··· THE DATA

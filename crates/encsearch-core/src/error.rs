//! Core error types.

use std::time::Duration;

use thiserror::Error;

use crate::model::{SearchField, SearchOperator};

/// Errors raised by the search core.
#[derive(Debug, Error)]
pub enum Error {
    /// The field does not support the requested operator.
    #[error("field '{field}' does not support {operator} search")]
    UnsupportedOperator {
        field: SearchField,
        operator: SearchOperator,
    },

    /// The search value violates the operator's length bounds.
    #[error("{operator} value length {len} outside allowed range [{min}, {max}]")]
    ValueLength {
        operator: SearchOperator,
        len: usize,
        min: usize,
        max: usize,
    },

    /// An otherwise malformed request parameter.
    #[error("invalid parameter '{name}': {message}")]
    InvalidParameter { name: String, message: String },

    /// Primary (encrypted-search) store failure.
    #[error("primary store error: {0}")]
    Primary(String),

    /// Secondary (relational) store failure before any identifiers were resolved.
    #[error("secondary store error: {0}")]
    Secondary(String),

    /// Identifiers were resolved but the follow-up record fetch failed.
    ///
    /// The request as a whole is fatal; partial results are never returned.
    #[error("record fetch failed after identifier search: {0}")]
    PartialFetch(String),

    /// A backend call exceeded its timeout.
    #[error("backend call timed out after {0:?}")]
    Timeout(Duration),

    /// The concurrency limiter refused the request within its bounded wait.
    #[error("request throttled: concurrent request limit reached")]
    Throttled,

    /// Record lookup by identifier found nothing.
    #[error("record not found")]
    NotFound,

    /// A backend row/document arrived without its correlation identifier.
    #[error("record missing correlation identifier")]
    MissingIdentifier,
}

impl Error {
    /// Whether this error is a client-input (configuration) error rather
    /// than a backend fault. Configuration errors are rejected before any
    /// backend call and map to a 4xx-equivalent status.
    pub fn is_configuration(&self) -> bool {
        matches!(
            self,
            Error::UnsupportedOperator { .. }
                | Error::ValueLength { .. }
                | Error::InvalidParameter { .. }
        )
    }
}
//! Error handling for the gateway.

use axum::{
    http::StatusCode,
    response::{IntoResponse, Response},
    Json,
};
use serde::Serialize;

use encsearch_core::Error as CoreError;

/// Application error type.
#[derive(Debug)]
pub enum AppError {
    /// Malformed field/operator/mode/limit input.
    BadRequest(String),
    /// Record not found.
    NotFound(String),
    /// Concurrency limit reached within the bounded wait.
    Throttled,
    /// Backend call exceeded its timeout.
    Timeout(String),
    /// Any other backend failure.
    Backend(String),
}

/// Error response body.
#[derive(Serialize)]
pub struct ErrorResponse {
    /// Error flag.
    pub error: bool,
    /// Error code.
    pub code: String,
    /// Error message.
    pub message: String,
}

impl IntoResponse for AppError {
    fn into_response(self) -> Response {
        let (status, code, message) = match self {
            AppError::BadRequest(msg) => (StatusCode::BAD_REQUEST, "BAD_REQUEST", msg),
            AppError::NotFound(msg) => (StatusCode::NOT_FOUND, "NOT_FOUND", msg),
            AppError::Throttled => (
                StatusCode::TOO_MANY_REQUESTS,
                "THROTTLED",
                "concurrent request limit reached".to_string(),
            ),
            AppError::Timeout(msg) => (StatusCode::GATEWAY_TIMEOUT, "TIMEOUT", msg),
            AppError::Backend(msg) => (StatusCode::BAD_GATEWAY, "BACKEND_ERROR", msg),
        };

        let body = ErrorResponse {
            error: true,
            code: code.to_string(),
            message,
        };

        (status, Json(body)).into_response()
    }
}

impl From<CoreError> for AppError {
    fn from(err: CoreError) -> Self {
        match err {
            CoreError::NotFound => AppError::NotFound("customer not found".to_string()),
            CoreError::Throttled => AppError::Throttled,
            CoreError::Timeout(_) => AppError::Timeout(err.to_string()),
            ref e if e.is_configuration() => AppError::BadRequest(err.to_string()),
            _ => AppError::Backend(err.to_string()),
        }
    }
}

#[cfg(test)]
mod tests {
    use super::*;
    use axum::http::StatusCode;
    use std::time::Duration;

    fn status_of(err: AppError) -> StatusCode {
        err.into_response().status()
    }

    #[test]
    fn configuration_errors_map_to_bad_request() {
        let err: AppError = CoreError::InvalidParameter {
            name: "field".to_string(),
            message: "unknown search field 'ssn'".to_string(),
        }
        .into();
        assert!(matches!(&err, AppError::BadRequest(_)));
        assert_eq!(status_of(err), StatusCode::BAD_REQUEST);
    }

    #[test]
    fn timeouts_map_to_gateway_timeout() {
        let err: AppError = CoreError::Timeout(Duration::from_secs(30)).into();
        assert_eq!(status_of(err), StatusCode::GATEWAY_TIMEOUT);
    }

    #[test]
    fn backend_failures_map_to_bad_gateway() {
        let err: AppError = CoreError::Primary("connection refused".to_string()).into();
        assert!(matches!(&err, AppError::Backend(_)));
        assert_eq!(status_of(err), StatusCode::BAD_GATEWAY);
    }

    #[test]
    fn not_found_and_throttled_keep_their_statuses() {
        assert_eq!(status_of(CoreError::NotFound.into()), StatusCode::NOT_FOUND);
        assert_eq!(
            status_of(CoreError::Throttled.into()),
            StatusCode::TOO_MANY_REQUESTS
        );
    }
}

······

ASSIGNMENT: If a line in the material contains "http", show it.

OUTPUT:
    http::StatusCode,
    use axum::http::StatusCode;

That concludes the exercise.